**Task to carry out**
In the records, find every line with the word "handlers" and copy it out.

(Stored items)

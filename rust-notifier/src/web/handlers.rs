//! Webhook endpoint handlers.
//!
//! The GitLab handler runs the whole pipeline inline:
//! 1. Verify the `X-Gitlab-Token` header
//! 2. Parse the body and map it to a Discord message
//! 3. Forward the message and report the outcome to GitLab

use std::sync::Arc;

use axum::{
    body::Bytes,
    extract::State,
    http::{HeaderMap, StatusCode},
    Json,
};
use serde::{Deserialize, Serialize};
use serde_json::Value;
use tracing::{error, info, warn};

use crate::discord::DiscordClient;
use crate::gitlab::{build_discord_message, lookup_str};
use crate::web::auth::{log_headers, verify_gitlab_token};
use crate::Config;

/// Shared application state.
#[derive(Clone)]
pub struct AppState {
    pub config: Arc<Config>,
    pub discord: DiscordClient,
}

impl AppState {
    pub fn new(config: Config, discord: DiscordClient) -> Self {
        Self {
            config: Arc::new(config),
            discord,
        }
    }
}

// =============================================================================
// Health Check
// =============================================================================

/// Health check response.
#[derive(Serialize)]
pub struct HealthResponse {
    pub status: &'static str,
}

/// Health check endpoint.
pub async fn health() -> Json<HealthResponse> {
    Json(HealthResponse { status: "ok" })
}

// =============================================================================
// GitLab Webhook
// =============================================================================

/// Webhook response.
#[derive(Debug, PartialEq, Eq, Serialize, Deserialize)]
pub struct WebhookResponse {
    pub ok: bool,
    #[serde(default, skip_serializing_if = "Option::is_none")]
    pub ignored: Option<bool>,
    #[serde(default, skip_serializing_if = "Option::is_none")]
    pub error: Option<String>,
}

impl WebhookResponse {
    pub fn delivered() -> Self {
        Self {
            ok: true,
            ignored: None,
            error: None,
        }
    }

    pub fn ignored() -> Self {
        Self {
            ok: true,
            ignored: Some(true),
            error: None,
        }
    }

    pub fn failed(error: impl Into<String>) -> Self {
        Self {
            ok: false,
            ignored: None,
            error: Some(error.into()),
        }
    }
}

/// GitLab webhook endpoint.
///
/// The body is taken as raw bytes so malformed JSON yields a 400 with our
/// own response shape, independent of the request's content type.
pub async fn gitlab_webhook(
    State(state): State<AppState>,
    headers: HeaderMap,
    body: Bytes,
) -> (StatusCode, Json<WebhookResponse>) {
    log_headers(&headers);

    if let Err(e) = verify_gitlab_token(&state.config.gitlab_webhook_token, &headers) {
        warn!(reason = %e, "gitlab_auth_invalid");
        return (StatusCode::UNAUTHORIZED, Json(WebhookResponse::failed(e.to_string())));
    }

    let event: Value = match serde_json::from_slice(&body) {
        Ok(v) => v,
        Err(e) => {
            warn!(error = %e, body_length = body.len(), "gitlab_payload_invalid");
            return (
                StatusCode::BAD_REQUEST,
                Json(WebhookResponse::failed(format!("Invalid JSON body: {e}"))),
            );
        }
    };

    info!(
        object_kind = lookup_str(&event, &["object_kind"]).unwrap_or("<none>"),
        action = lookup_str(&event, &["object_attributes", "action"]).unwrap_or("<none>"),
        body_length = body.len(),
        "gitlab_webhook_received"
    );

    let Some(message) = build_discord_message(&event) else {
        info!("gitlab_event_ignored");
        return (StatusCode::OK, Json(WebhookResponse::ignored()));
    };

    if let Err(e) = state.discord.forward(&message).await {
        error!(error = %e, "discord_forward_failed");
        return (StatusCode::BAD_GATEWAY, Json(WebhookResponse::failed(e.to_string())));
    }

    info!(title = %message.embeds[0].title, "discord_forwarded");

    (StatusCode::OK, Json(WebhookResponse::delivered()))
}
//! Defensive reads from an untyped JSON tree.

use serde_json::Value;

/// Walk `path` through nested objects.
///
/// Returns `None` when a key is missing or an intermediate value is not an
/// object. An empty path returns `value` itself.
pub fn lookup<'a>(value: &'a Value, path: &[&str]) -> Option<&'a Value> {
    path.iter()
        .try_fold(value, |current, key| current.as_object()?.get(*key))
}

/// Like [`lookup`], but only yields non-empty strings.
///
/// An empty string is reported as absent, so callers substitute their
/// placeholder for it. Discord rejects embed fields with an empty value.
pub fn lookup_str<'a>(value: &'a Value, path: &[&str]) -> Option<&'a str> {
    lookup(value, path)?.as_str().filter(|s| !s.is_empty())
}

**Result of this task**
filename rust-notifier/src/web/handlers.rs
//! Webhook endpoint handlers.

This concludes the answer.